Today, when we think of the two composers, the points of intersection are sparse indeed. The works that continue to establish Tchaikovsky as a master — that sustain his firmly ensconced placement in the canon — show him to be a melodist without equal, a “popular” composer who doesn’t pander, someone capable of building thrill rides (the violin concerto, the piano concerto) as well as the most delicate and fragile of sculptures (pick your favorite — Dance of the Mirlitons?).

The works that place Scriabin in his respected but unjustly neglected alcove? Astringent, eerie, yet revelatory pieces like the Piano Sonata No. 5; the gargantuan, crazed brilliance of The Poem of Ecstasy, or the dizzying, haunting majesty of Prometheus: The Poem of Fire. More so, his pioneering use of dissonance, a musical thread developed quite apart from the second Viennese school.

The Chicago Symphony Orchestra’s season-long survey of Scriabin, under Riccardo Muti, begins Jan. 22.

So, Tchaikovsky and Scriabin: the Great Romantic and the Great Mystic. From their early common roots, how then did the branches so dramatically deviate?

Scriabin’s search for a compositional voice distinct from his early models moves in tandem with his search for spiritual clarity. While it would be a highly dubious enterprise to try and draw a straight line leading from his fascination with the occult to the skeptical eye he cast on tonality, certainly his theosophical leanings contributed to his disregard for convention, musical and otherwise. As a mental exercise to see just how far Scriabin ventured into the ether, try to imagine Tchaikovsky writing works titled Black Mass or Satanic Poem.

To attribute Scriabin’s innovation solely to his mystical explorations would shortchange his phenomenal creativity, though. Plenty of people have found themselves under the sway of one esoteric tradition or another. Unlike other intrepid searchers, Scriabin had the genius, training and discipline to translate his internal life into the highest art, forging a highly influential style that distinguishes him as one of our most innovative (if not beloved) composers. “No one was more famous during their lifetime,” said the composer’s biographer, adding “few were more quickly ignored after death.”

Ignored, that is, by all but other composers. The father does the work, while the sons (Stravinsky, Prokofiev) enjoy the spoils.

Scriabin passed away at age 43 (another composer gone too soon. Et sic semper erit). His final works were fragments of what was to be a massive piece called Mysterium, designed as a week-long composition to be played at the foothills of the Himalayas, incorporating the senses of sight, sound, smell and touch. He fully expected, after the work’s premiere performance, that the world would end, everything would dissolve into bliss, and the human race would be replaced by “nobler beings.”

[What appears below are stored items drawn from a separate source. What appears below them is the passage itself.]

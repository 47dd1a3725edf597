//! Step functions and the context they run against.

use crate::profile::EntityProfile;

use super::activity::Activity;
use super::prompt::{PromptResult, PromptSpec};

/// What a step receives as the result of the previous turn or step.
#[derive(Debug, Clone, PartialEq)]
pub enum StepResult {
    /// Options passed when the dialog was started (step 0 only).
    Options(serde_json::Value),
    /// Recognized reply to the prompt issued by the previous step.
    Reply(PromptResult),
}

/// What a step tells the sequencer to do next.
#[derive(Debug, Clone, PartialEq)]
pub enum StepOutcome {
    /// Run the following step within the same turn.
    Next,
    /// Ask a question and suspend until the next message.
    Prompt(PromptSpec),
    /// End this dialog. A waiting parent resumes at its next step.
    End,
    /// Start a child dialog on top of this one.
    Begin {
        dialog: String,
        options: Option<serde_json::Value>,
    },
    /// End this dialog and start another in its place.
    Replace {
        dialog: String,
        options: Option<serde_json::Value>,
    },
}

impl StepOutcome {
    pub fn begin(dialog: &str) -> Self {
        Self::Begin {
            dialog: dialog.to_string(),
            options: None,
        }
    }

    pub fn replace(dialog: &str) -> Self {
        Self::Replace {
            dialog: dialog.to_string(),
            options: None,
        }
    }
}

/// A single scripted step.
pub type StepFn = fn(&mut StepContext<'_>) -> StepOutcome;

/// Everything a step may read or change during one invocation.
///
/// The profile is handed in explicitly; steps have no other access to
/// conversation state.
pub struct StepContext<'a> {
    pub profile: &'a mut EntityProfile,
    dialog: &'a str,
    index: usize,
    options: Option<&'a serde_json::Value>,
    result: Option<StepResult>,
    activities: &'a mut Vec<Activity>,
}

impl<'a> StepContext<'a> {
    pub fn new(
        profile: &'a mut EntityProfile,
        dialog: &'a str,
        index: usize,
        options: Option<&'a serde_json::Value>,
        result: Option<StepResult>,
        activities: &'a mut Vec<Activity>,
    ) -> Self {
        Self {
            profile,
            dialog,
            index,
            options,
            result,
            activities,
        }
    }

    /// Name of the dialog this step belongs to.
    pub fn dialog(&self) -> &str {
        self.dialog
    }

    /// Position of this step in its dialog.
    pub fn index(&self) -> usize {
        self.index
    }

    /// Options the dialog instance was started with.
    pub fn options(&self) -> Option<&serde_json::Value> {
        self.options
    }

    pub fn result(&self) -> Option<&StepResult> {
        self.result.as_ref()
    }

    /// Normalized reply text, if this step follows a prompt.
    pub fn reply(&self) -> Option<&str> {
        match &self.result {
            Some(StepResult::Reply(r)) => Some(r.value.as_str()),
            _ => None,
        }
    }

    /// Case-insensitive comparison against the reply.
    pub fn reply_is(&self, expected: &str) -> bool {
        self.reply()
            .is_some_and(|r| r.trim().eq_ignore_ascii_case(expected))
    }

    /// Queue a plain text line.
    pub fn send(&mut self, text: impl Into<String>) {
        self.activities.push(Activity::text(text));
    }

    /// Queue text with quick-reply suggestions.
    pub fn send_suggestions<S: AsRef<str>>(&mut self, text: impl Into<String>, actions: &[S]) {
        self.activities.push(Activity::suggested(text, actions));
    }
}

#[cfg(test)]
mod tests {
    use super::*;

    #[test]
    fn reply_helpers() {
        let mut profile = EntityProfile::default();
        let mut out = Vec::new();
        let ctx = StepContext::new(
            &mut profile,
            "report",
            3,
            None,
            Some(StepResult::Reply(PromptResult {
                value: "Internet explorer".to_string(),
            })),
            &mut out,
        );
        assert_eq!(ctx.reply(), Some("Internet explorer"));
        assert!(ctx.reply_is("internet explorer"));
        assert!(!ctx.reply_is("chrome"));
        assert_eq!(ctx.dialog(), "report");
        assert_eq!(ctx.index(), 3);
    }

    #[test]
    fn options_are_not_a_reply() {
        let mut profile = EntityProfile::default();
        let mut out = Vec::new();
        let options = serde_json::json!({"entity_profile": {"entity": "ldap"}});
        let ctx = StepContext::new(
            &mut profile,
            "greeting",
            0,
            Some(&options),
            Some(StepResult::Options(options.clone())),
            &mut out,
        );
        assert!(ctx.reply().is_none());
        assert!(!ctx.reply_is("yes"));
        assert!(ctx.options().is_some());
    }

    #[test]
    fn send_queues_activities_in_order() {
        let mut profile = EntityProfile::default();
        let mut out = Vec::new();
        {
            let mut ctx = StepContext::new(&mut profile, "login", 1, None, None, &mut out);
            ctx.send("first");
            ctx.send_suggestions("second", &["a", "b"]);
        }
        assert_eq!(out.len(), 2);
        assert_eq!(out[0], Activity::text("first"));
        assert_eq!(out[1].actions().len(), 2);
    }
}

“There will not be a single spectator,” he wrote. “All will be participants. The work requires special people, special artists and a completely new culture. The cast of performers includes an orchestra, a large mixed choir, an instrument with visual effects, dancers, a procession, incense, and rhythmic textural articulation. The cathedral in which it will take place will not be of one single type of stone but will continually change with the atmosphere and motion of the Mysterium. This will be done with the aid of mists and lights, which will modify the architectural contours.”

You can’t say he didn’t aim high.

Tchaikovsky’s musical development is, by comparison, almost conventional. At the risk of oversimplification, his greatness lies in the synthesis of a distinctively Russian vocabulary with a resolutely Western technique. The efforts he made in his work were not directed to innovation as much as to refinement, to unifying the native with the imported elements of Russian culture. He did so to unparalleled success. While his internal life was famously chaotic and tormented, as with Mozart, it is problematic to search for direct links between emotional upheavals and the work he was creating.

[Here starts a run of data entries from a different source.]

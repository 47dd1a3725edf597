//! Error types for the RP helpdesk bot.

/// Top-level error type for the bot.
#[derive(Debug, thiserror::Error)]
pub enum Error {
    #[error("Configuration error: {0}")]
    Config(#[from] ConfigError),

    #[error("Dialog error: {0}")]
    Dialog(#[from] DialogError),

    #[error("Database error: {0}")]
    Database(#[from] DatabaseError),
}

/// Configuration-related errors.
#[derive(Debug, thiserror::Error)]
pub enum ConfigError {
    #[error("Invalid configuration value for {key}: {message}")]
    InvalidValue { key: String, message: String },
}

/// Dialog engine errors.
///
/// Steps themselves never fail; these cover construction mistakes and
/// bookkeeping faults in the persisted cursor.
#[derive(Debug, thiserror::Error)]
pub enum DialogError {
    #[error("Invalid dialog definition: {0}")]
    Configuration(String),

    #[error("Dialog {name} is already registered")]
    Duplicate { name: String },

    #[error("Dialog {name} is not registered")]
    UnknownDialog { name: String },

    #[error("Turn exceeded {limit} steps without suspending")]
    StepBudgetExceeded { limit: usize },
}

/// Database-related errors.
#[derive(Debug, thiserror::Error)]
pub enum DatabaseError {
    #[error("Connection pool error: {0}")]
    Pool(String),

    #[error("Query failed: {0}")]
    Query(String),

    #[error("Migration failed: {0}")]
    Migration(String),

    #[error("Serialization error: {0}")]
    Serialization(String),
}

/// Channel-related errors.
#[derive(Debug, thiserror::Error)]
pub enum ChannelError {
    #[error("Failed to send response on channel {name}: {reason}")]
    SendFailed { name: String, reason: String },
}

/// Result type alias for the bot.
pub type Result<T> = std::result::Result<T, Error>;
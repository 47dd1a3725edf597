//! Channel trait and the message types that cross it.

use std::pin::Pin;

use async_trait::async_trait;
use chrono::{DateTime, Utc};
use futures::Stream;
use uuid::Uuid;

use crate::dialogs::Activity;
use crate::error::ChannelError;

/// Stream of user messages produced by a channel.
pub type MessageStream = Pin<Box<dyn Stream<Item = IncomingMessage> + Send>>;

/// A user message arriving on a channel.
#[derive(Debug, Clone)]
pub struct IncomingMessage {
    pub id: Uuid,
    /// Channel that produced the message.
    pub channel: String,
    pub user_id: String,
    /// Conversation the message belongs to. Defaults to `{channel}:{user_id}`.
    pub conversation_id: String,
    pub content: String,
    pub received_at: DateTime<Utc>,
}

impl IncomingMessage {
    pub fn new(channel: &str, user_id: &str, content: &str) -> Self {
        Self {
            id: Uuid::new_v4(),
            channel: channel.to_string(),
            user_id: user_id.to_string(),
            conversation_id: format!("{channel}:{user_id}"),
            content: content.to_string(),
            received_at: Utc::now(),
        }
    }

    pub fn with_conversation(mut self, conversation_id: impl Into<String>) -> Self {
        self.conversation_id = conversation_id.into();
        self
    }
}

/// One bot reply to send back on a channel.
#[derive(Debug, Clone, PartialEq, Eq)]
pub struct OutgoingResponse {
    pub content: String,
    /// Quick replies to offer alongside the text.
    pub suggested_actions: Vec<String>,
}

impl OutgoingResponse {
    pub fn text(content: impl Into<String>) -> Self {
        Self {
            content: content.into(),
            suggested_actions: Vec::new(),
        }
    }
}

impl From<Activity> for OutgoingResponse {
    fn from(activity: Activity) -> Self {
        match activity {
            Activity::Text { text } => Self::text(text),
            Activity::SuggestedActions { text, actions } => Self {
                content: text,
                suggested_actions: actions,
            },
        }
    }
}

/// A surface the bot talks to users through.
#[async_trait]
pub trait Channel: Send + Sync {
    fn name(&self) -> &str;

    /// Begin receiving messages.
    async fn start(&self) -> Result<MessageStream, ChannelError>;

    /// Send one reply for `msg`.
    async fn respond(
        &self,
        msg: &IncomingMessage,
        response: OutgoingResponse,
    ) -> Result<(), ChannelError>;

    async fn health_check(&self) -> Result<(), ChannelError>;

    async fn shutdown(&self) -> Result<(), ChannelError>;
}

Regarding his disastrous marriage, Tchaikovsky wrote (referring to himself): “That man who in May took it into his head to marry Antonina Ivanovna … during June wrote a whole opera as though nothing had happened.” Not so with Scriabin, whose inner world informed all he put to paper.

As bookends, they contain an encyclopedic overview of their native country, pointing toward history but also the future. Simple folk songs and Orthodox hymns at one end, apocalyptic chaos at the other, in the middle the ballets, operas and waltzes that continue to inspire and enchant the world over.

Peter Lefevre, based in California, writes about music for the Orange County Register and Opera News.